I setup my workspace in a very specific way, and it's super frustrating to have all the windows gather unnecessarily every time I walk away for a break. (and no, I'm not going to disable sleep - not an option here.)

Windows 8.1
Lenovo Yoga 2 Pro

Chase Florell

Posted 2014-03-17T23:30:09.330

Reputation: 518

Hi @Chase -- I submitted a list of troubleshooting steps and potential solutions, based on a quite a bit of research I did for you. Do you mind, please, checking to see if any of these provides a satisfying answer to your problem? – David Michael Gregg – 2014-09-22T02:41:28.110

Hello @MyPetOcean I've upvoted your answer, but I cannot test to see. I've given up trying, and since gotten a Lenovo USB3 Dock that does my display stuff. Now I no longer have the issue that I had before due to the way the dock handles everything. – Chase Florell – 2014-09-22T04:16:07.450

Okay, thank you -- I'm glad you have sorted your problem. :) – David Michael Gregg – 2014-09-22T07:14:29.643

How do you trigger the sleep? Changing the way to start sleeping might help. E.g. closing lid → pushing sleep button – Scott Rhee – 2014-05-07T22:59:58.283

Right now I just walk away from the machine. Sleeps after x amount of time. – Chase Florell – 2014-05-07T23:35:35.490

I would try, changing the display driver and changing monitor driver on the secondary to a non-PnP one. Perhaps the system mis-detected that your 2nd monitor was detached when going sleepy so changing the display driver or using "non-PnP" monitor driver might help. Or, there might be an option on your display driver config page to "force to keep 2nd monitor", "turn off monitor auto-detection" or something like that. – Scott Rhee – 2014-05-27T22:01:16.657

Answers

4

This old forum thread may be helpful.

Thomas51: After further research I found the root cause of the dual monitor problem. There is a task in the task scheduler called TMM (Microsoft Transient Multi-Monitor Manager). I disabled this task, and all seems to work fine now.

Josh: Disabling TMM worked for me too, thanks a million! [...] But when TMM was off, it wouldn't detect if I had one plugged in when I logged in or came out of sleep [...]
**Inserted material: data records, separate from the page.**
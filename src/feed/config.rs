use std::collections::HashSet;
use std::path::Path;

use anyhow::{bail, Context, Result};
use serde::{Deserialize, Serialize};
use url::Url;

/// Feed list compiled into the binary; used when `IMPORTER_FEEDS` is unset.
const BUNDLED_FEEDS: &str = include_str!("../../feeds.toml");

pub const DEFAULT_MAX_ITEMS: usize = 20;
pub const DEFAULT_SIMILARITY_THRESHOLD: f64 = 0.65;

/// One operator-defined feed source. Immutable for the duration of a run.
#[derive(Debug, Clone, Serialize, Deserialize, PartialEq)]
pub struct FeedConfig {
    pub name: String,
    pub url: String,
    #[serde(default = "default_true")]
    pub enabled: bool,
    #[serde(default = "default_max_items")]
    pub max_items: usize,
    /// OR-matched relevance terms; empty disables the relevance filter.
    #[serde(default)]
    pub keywords: Vec<String>,
    #[serde(default)]
    pub exclude_keywords: Vec<String>,
    /// Any match accepts the item before exclude/keyword rules are consulted.
    #[serde(default)]
    pub priority_keywords: Vec<String>,
    #[serde(default)]
    pub allow_duplicates_from_different_sources: bool,
    /// When set, an identity match older than this many hours may be re-imported.
    #[serde(default)]
    pub max_duplicate_age_hours: Option<i64>,
    #[serde(default = "default_threshold")]
    pub content_similarity_threshold: f64,
    /// Relevance fallback used when `keywords` is non-empty but none matched.
    #[serde(default = "default_local_markers")]
    pub local_markers: Vec<String>,
}

fn default_true() -> bool { true }
fn default_max_items() -> usize { DEFAULT_MAX_ITEMS }
fn default_threshold() -> f64 { DEFAULT_SIMILARITY_THRESHOLD }
fn default_local_markers() -> Vec<String> { vec!["albuquerque".to_string(), "new mexico".to_string()] }

impl FeedConfig {
    /// Settings for an ad-hoc feed imported by URL.
    pub fn custom(name: &str, url: &str) -> Self {
        FeedConfig {
            name: name.to_string(),
            url: url.to_string(),
            enabled: true,
            max_items: DEFAULT_MAX_ITEMS,
            keywords: Vec::new(),
            exclude_keywords: Vec::new(),
            priority_keywords: Vec::new(),
            allow_duplicates_from_different_sources: false,
            max_duplicate_age_hours: None,
            content_similarity_threshold: DEFAULT_SIMILARITY_THRESHOLD,
            local_markers: default_local_markers(),
        }
    }

    pub fn validate(&self) -> Result<()> {
        if self.name.trim().is_empty() { bail!("feed with url {} has an empty name", self.url); }
        if Url::parse(&self.url).is_err() { bail!("feed {:?} has an invalid url: {}", self.name, self.url); }
        if !(0.0..=1.0).contains(&self.content_similarity_threshold) {
            bail!("feed {:?}: content_similarity_threshold must be within [0, 1]", self.name);
        }
        if let Some(h) = self.max_duplicate_age_hours {
            if h <= 0 { bail!("feed {:?}: max_duplicate_age_hours must be positive", self.name); }
        }
        Ok(())
    }
}

#[derive(Deserialize)]
struct FeedFile {
    #[serde(default)]
    feed: Vec<FeedConfig>,
}

pub fn parse_feeds(toml_src: &str) -> Result<Vec<FeedConfig>> {
    let file: FeedFile = toml::from_str(toml_src).context("parse feed config")?;
    let mut seen = HashSet::new();
    for f in &file.feed {
        f.validate()?;
        if !seen.insert(f.name.to_lowercase()) { bail!("duplicate feed name: {}", f.name); }
    }
    Ok(file.feed)
}

/// Load feeds from `IMPORTER_FEEDS` if set, otherwise the bundled list.
pub fn load_feeds() -> Result<Vec<FeedConfig>> {
    match std::env::var("IMPORTER_FEEDS") {
        Ok(path) => load_feeds_from(Path::new(&path)),
        Err(_) => parse_feeds(BUNDLED_FEEDS),
    }
}

pub fn load_feeds_from(path: &Path) -> Result<Vec<FeedConfig>> {
    let src = std::fs::read_to_string(path).with_context(|| format!("read {}", path.display()))?;
    parse_feeds(&src)
}
use tracing::Span;
use tracing::info_span;

use crate::telemetry::ctx::{OpMarker, PhaseSpan};

#[derive(Copy, Clone, Debug)]
pub struct Import;

#[derive(Copy, Clone, Debug)]
pub enum Phase { Plan, Prepare, Feed, Fetch, Filter, Dedup, Normalize, Write }

impl PhaseSpan for Phase {
    fn name(&self) -> &'static str { match self {
        Phase::Plan => "plan",
        Phase::Prepare => "prepare",
        Phase::Feed => "feed",
        Phase::Fetch => "fetch",
        Phase::Filter => "filter",
        Phase::Dedup => "dedup",
        Phase::Normalize => "normalize",
        Phase::Write => "write",
    }}
    fn span(&self) -> Span { match self {
        Phase::Plan => info_span!("plan"),
        Phase::Prepare => info_span!("prepare"),
        Phase::Feed => info_span!("feed"),
        Phase::Fetch => info_span!("fetch"),
        Phase::Filter => info_span!("filter"),
        Phase::Dedup => info_span!("dedup"),
        Phase::Normalize => info_span!("normalize"),
        Phase::Write => info_span!("write"),
    }}
}

impl OpMarker for Import {
    const NAME: &'static str = "import";
    type Phase = Phase;
    fn root_span() -> Span { info_span!("import") }
}
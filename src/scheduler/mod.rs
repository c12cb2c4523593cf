use std::sync::atomic::{AtomicBool, Ordering};
use std::sync::{Arc, Mutex};
use std::time::Duration;

use anyhow::{anyhow, Context, Result};
use chrono::{DateTime, Utc};
use chrono_tz::Tz;
use clap::Args;
use serde::Serialize;
use sqlx::PgPool;
use tokio_cron_scheduler::{Job, JobScheduler};
use tokio_util::sync::CancellationToken;
use tracing::Instrument;

use crate::ingestion::build_importer;
use crate::ingestion::orchestrator::Importer;
use crate::ingestion::types::ImportSummary;
use crate::telemetry::{self};
use crate::telemetry::ops::schedule::Phase as SchedulePhase;
use crate::util::env::parse_or;
use crate::util::retry::with_retry;

pub const DEFAULT_CRON: &str = "0 0 */4 * * *";
pub const DEFAULT_TIMEZONE: &str = "America/Denver";

#[derive(Debug, Clone)]
pub struct SchedulerConfig {
    /// Six-field cron expression (seconds first).
    pub cron: String,
    pub timezone: Tz,
    pub max_retries: u32,
    pub retry_delay: Duration,
}

impl Default for SchedulerConfig {
    fn default() -> Self {
        Self {
            cron: DEFAULT_CRON.to_string(),
            timezone: chrono_tz::America::Denver,
            max_retries: 3,
            retry_delay: Duration::from_secs(60),
        }
    }
}

impl SchedulerConfig {
    pub fn from_env() -> Result<Self> {
        let d = Self::default();
        let tz_name = parse_or("IMPORT_TIMEZONE", DEFAULT_TIMEZONE.to_string());
        let timezone = tz_name.parse::<Tz>().map_err(|e| anyhow!("IMPORT_TIMEZONE {:?}: {}", tz_name, e))?;
        Ok(Self {
            cron: parse_or("IMPORT_CRON", d.cron),
            timezone,
            max_retries: parse_or("IMPORT_MAX_RETRIES", d.max_retries),
            retry_delay: Duration::from_secs(parse_or("IMPORT_RETRY_DELAY_SECS", d.retry_delay.as_secs())),
        })
    }
}

#[derive(Debug, Clone, Default, Serialize)]
pub struct RunStats {
    pub total_runs: u64,
    pub successful_runs: u64,
    pub failed_runs: u64,
    pub last_run_at: Option<DateTime<Utc>>,
    pub last_success_at: Option<DateTime<Utc>>,
    pub last_error: Option<String>,
    pub last_imported: usize,
}

/// Periodic driver around one `Importer`; at most one run is active at a time.
pub struct ImportScheduler {
    importer: Arc<Importer>,
    cfg: SchedulerConfig,
    running: AtomicBool,
    stats: Mutex<RunStats>,
}

/// Clears the running flag however the run ends.
struct RunningGuard<'a>(&'a AtomicBool);

impl Drop for RunningGuard<'_> {
    fn drop(&mut self) { self.0.store(false, Ordering::SeqCst); }
}

impl ImportScheduler {
    pub fn new(importer: Arc<Importer>, cfg: SchedulerConfig) -> Self {
        Self { importer, cfg, running: AtomicBool::new(false), stats: Mutex::new(RunStats::default()) }
    }

    pub fn stats(&self) -> RunStats {
        self.stats.lock().map(|s| s.clone()).unwrap_or_default()
    }

    /// Run one import cycle with retries. Returns `None` when a run is already
    /// active or every attempt failed.
    pub async fn trigger(&self) -> Option<ImportSummary> {
        let log = telemetry::schedule();
        if self.running.compare_exchange(false, true, Ordering::SeqCst, Ordering::SeqCst).is_err() {
            log.warn("⏳ Import already running — trigger ignored");
            return None;
        }
        let _running = RunningGuard(&self.running);

        let started_at = Utc::now();
        let importer: &Importer = &self.importer;
        let outcome = with_retry("import", self.cfg.max_retries, self.cfg.retry_delay, move || importer.run_all())
            .instrument(log.span(&SchedulePhase::Attempt))
            .await;

        let mut stats = match self.stats.lock() {
            Ok(s) => s,
            Err(poisoned) => poisoned.into_inner(),
        };
        stats.total_runs += 1;
        stats.last_run_at = Some(started_at);
        match outcome {
            Ok(summary) => {
                stats.successful_runs += 1;
                stats.last_success_at = Some(Utc::now());
                stats.last_error = None;
                stats.last_imported = summary.total_imported;
                log.info(format!("✅ Scheduled import done — {}", summary.message()));
                Some(summary)
            }
            Err(e) => {
                stats.failed_runs += 1;
                stats.last_error = Some(e.to_string());
                log.error(format!("❌ Scheduled import failed after {} attempts — {}", self.cfg.max_retries.max(1), e));
                None
            }
        }
    }

    /// Register the cron job and start ticking.
    pub async fn start(self: &Arc<Self>) -> Result<JobScheduler> {
        let log = telemetry::schedule();
        let _s = log.span_kv(&SchedulePhase::Start, [
            ("cron", self.cfg.cron.clone()),
            ("timezone", self.cfg.timezone.name().to_string()),
        ]).entered();

        let sched = JobScheduler::new().await?;
        let this = Arc::clone(self);
        let job = Job::new_async_tz(self.cfg.cron.as_str(), self.cfg.timezone, move |_uuid, _lock| {
            let this = Arc::clone(&this);
            Box::pin(async move {
                let log = telemetry::schedule();
                this.trigger().instrument(log.span(&SchedulePhase::Tick)).await;
            })
        })
        .with_context(|| format!("invalid IMPORT_CRON expression {:?}", self.cfg.cron))?;
        sched.add(job).await?;
        sched.start().await?;
        log.info(format!("🕒 Scheduler started — cron={} tz={}", self.cfg.cron, self.cfg.timezone.name()));
        Ok(sched)
    }
}

#[derive(Args)]
pub struct ScheduleCmd {
    /// Run one import immediately before waiting for the first tick
    #[arg(long, default_value_t = false)]
    pub run_now: bool,
}

pub async fn run(pool: &PgPool, args: ScheduleCmd) -> Result<()> {
    let log = telemetry::schedule();
    let _g = log.root_span_kv([("run_now", args.run_now.to_string())]).entered();

    let cfg = SchedulerConfig::from_env()?;
    let importer = Arc::new(build_importer(pool)?);
    let cancel = CancellationToken::new();
    let pruner = importer.fetcher().spawn_pruner(cancel.clone());
    let scheduler = Arc::new(ImportScheduler::new(importer, cfg));

    let mut jobs = scheduler.start().await?;
    if args.run_now {
        scheduler.trigger().await;
    }

    tokio::signal::ctrl_c().await?;
    log.info("🛑 Shutting down scheduler");
    cancel.cancel();
    jobs.shutdown().await?;
    let _ = pruner.await;
    log.result(&scheduler.stats())?;
    Ok(())
}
_Tux_: I found this problem to be caused by a registry setting created by the nvidia drivers I installed. It created a DWORD registry value in HKLM\Software\Microsoft\TMM called UseIViewHelper and set it to 1. I renamed this key to "UseIViewHelper old", rebooted and the problem is now gone. When I login, the external monitor resolution stays as it should and if I unplug it, Vista detects this and switches the laptop monitor back to be the main desktop.

And from another forum thread:

ATI has a control panel that allows you to change the monitor configuration. It appears that Windows and ATI were fighting over control, and ATI was winning. So, stop changing the dual monitor settings in Windows -- starting changing them in ATI, and my problems went away.

Also, these solutions worked for other people (from the first forum thread I linked):

Dannyboy888: Try switching the primary monitor to secondary and the secondary monitor to primary (or vice versa). It worked for me on a Toshiba Satellite running on Vista 64 bit. In Vista you can go to display setting --> advanced setting --> Intel® Graphic Media accelerator driver for Mobile --> graphic properties --> then, reverse the settings under display selection (primary to secondary or secondary to primary, in other words make display 1 into 2, 2 into 1 or vice versa).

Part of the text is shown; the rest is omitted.